Astronomy happened. Stars were involved.

The picture I was taking
Such rabbit. So tail. Wow.
A vizzy, with shadow for scale.
This moron was on the road when I went running before dinner. She watched me run right at her for about 100 yards, and then took off running down the road away from me.
A fair representation of the PSF on a typical GAPPPPPlanets target.
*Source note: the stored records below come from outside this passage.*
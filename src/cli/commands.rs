//! CLI definition and the single `run` command for forecast-forge.
//!
//! A run loads and merges the YAML configuration, resolves the run versions
//! for the selected pipeline, executes it and finally writes the resolved
//! configuration next to the run's artefacts, whether the run succeeded or
//! not.

use std::path::{Path, PathBuf};
use std::sync::Arc;

use anyhow::Context;
use clap::Parser;
use tracing::{error, info, warn};

use super::logging::RunLog;
use crate::config::{default_config_files, load_config_files, Config, DEFAULT_CONFIG_DIR};
use crate::pipeline::Outputs;
use crate::pipelines::{pipeline_names, run_pipeline};
use crate::versioning::{resolve, save_config_snapshot, RunInfo};

/// Default root for per-run configuration snapshots.
pub const DEFAULT_ARTEFACTS_ROOT: &str = "artefacts/output";

/// Versioned data processing and forecast model pipelines.
#[derive(Parser, Debug)]
#[command(name = "forecast-forge")]
#[command(about = "Run versioned data processing and forecast model pipelines")]
#[command(version)]
#[command(
    long_about = "forecast-forge runs a named pipeline against layered YAML configuration.\n\nRaw and processed data are read from and written to timestamped version\ndirectories; the resolved configuration is saved next to the run's outputs.\n\nExample usage:\n  forecast-forge --pipeline data_processing\n  forecast-forge -p forecast_model --config configs/base.yml --config local.yml"
)]
pub struct Cli {
    /// Configuration file; repeat to layer files, later files win.
    /// Defaults to every YAML file in `configs/`.
    #[arg(short = 'c', long = "config", value_name = "PATH")]
    pub config: Vec<PathBuf>,

    /// Pipeline to run (data_processing, forecast_model).
    #[arg(short, long, env = "FORECAST_FORGE_PIPELINE")]
    pub pipeline: String,

    /// Version of this run; defaults to the current time.
    #[arg(long)]
    pub run_version: Option<String>,

    /// Processed data version to write (data_processing) or read (forecast_model).
    #[arg(long)]
    pub processed_data_version: Option<String>,

    /// Raw data version to read.
    #[arg(long)]
    pub raw_data_version: Option<String>,

    /// Root directory of the configuration snapshots.
    #[arg(long, default_value = DEFAULT_ARTEFACTS_ROOT)]
    pub artefacts_root: PathBuf,

    /// Enable debug logging.
    #[arg(short, long)]
    pub verbose: bool,

    /// Log level (trace, debug, info, warn, error).
    #[arg(short, long, default_value = "info")]
    pub log_level: String,
}

impl Cli {
    /// The tracing filter requested on the command line; `--verbose` wins.
    pub fn log_filter(&self) -> String {
        if self.verbose {
            "debug".to_string()
        } else {
            self.log_level.clone()
        }
    }

    pub fn run_info(&self) -> RunInfo {
        RunInfo {
            pipeline: self.pipeline.clone(),
            run_version: self.run_version.clone(),
            raw_data_version: self.raw_data_version.clone(),
            processed_data_version: self.processed_data_version.clone(),
        }
    }

    fn config_files(&self) -> anyhow::Result<Vec<PathBuf>> {
        if !self.config.is_empty() {
            return Ok(self.config.clone());
        }
        default_config_files(Path::new(DEFAULT_CONFIG_DIR)).context("No --config given")
    }
}

/// Parse CLI arguments.
pub fn parse_cli() -> Cli {
    Cli::parse()
}

/// Parse CLI arguments and run the selected pipeline.
pub fn run() -> anyhow::Result<Outputs> {
    run_with_cli(parse_cli())
}

/// Run the pipeline selected by `cli`.
///
/// The configuration snapshot is written after the pipeline returns, on
/// success and on failure. Version resolution errors happen before a run
/// version exists, so nothing is written for them. When both the pipeline
/// and the snapshot fail, the pipeline error is returned.
pub fn run_with_cli(cli: Cli) -> anyhow::Result<Outputs> {
    execute(cli, None)
}

/// Like [`run_with_cli`], also writing the run's log file through `run_log`.
pub fn run_with_log(cli: Cli, run_log: &RunLog) -> anyhow::Result<Outputs> {
    execute(cli, Some(run_log))
}

fn execute(cli: Cli, run_log: Option<&RunLog>) -> anyhow::Result<Outputs> {
    info!(
        version = env!("CARGO_PKG_VERSION"),
        pipeline = %cli.pipeline,
        "Starting forecast-forge"
    );
    let files = cli.config_files()?;
    info!(files = ?files, "Loading configuration");
    let config = load_config_files(&files).context("Failed to load configuration")?;

    let resolved = resolve(&cli.run_info(), &config).with_context(|| {
        format!(
            "Failed to resolve versions for pipeline '{}' (known pipelines: {})",
            cli.pipeline,
            pipeline_names().collect::<Vec<_>>().join(", ")
        )
    })?;
    if let Some(run_log) = run_log {
        run_log.attach(&resolved)?;
    }
    let resolved = Arc::new(resolved);

    let outcome = run_pipeline(&cli.pipeline, Arc::clone(&resolved));
    if let Err(err) = &outcome {
        error!(pipeline = %cli.pipeline, error = %err, "Pipeline failed");
    }

    let saved = finish_run(&resolved, &cli.artefacts_root);
    let outputs = outcome?;
    saved?;
    Ok(outputs)
}

fn finish_run(config: &Config, artefacts_root: &Path) -> anyhow::Result<PathBuf> {
    let saved = save_config_snapshot(config, artefacts_root);
    match &saved {
        Ok(path) => info!(path = %path.display(), "Saved run configuration"),
        Err(err) => error!(error = %err, "Failed to save run configuration"),
    }
    let details = &config.run_details;
    warn!(
        pipeline = ?details.pipeline,
        run_version = ?details.run_version,
        raw_data_version = ?details.raw_data_version,
        processed_data_version = ?details.processed_data_version,
        "Run details"
    );
    saved.with_context(|| {
        format!(
            "Failed to save run configuration under {}",
            artefacts_root.display()
        )
    })
}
2017A Day 6: Better than OK

Hi all you MagAO fans, last night we had some excitement (which as long time readers of the blog know — that means something broke). After a fairly routine night we had just settled into a nice rhythm at around 3AM. Then the telescope rotator decided to stop rotating — which wasn’t a big deal, but then the AO database got a bit confused since it thought we were rotating (but we were not) and odd things started to happen. To clear all this we went to zenith (always a good idea to troubleshoot) and then the ASM started acting very odd. It was fairly clear (after a while) that there were 8 sensors that were well out of range and the shell would not SET or even have it program loaded without going to its panic state (yes that is a thing). This was new for us and totally unrelated to the AO problem we were actually trying to fix. So it was a bit disappointing to try and fix one problem and 3 others pop up…

Not good

As you can see above there are a group of bad actuators that are red in color — that means they are jumping around and fooling the ASM mirror into thinking it has a piece of dust trapped under those actuators. So the ASM will not run in that condition. This was new for us and we called in ASM expert Marco Xompero from Arcetri and we located that there was a problem likely with the cable or DSP (like a computer) in ASM crate 4 board 9. We had just spent the last 10 months repairing the ASM so Jared and I had a pretty good idea of where DSP board 9 in crate 4 was.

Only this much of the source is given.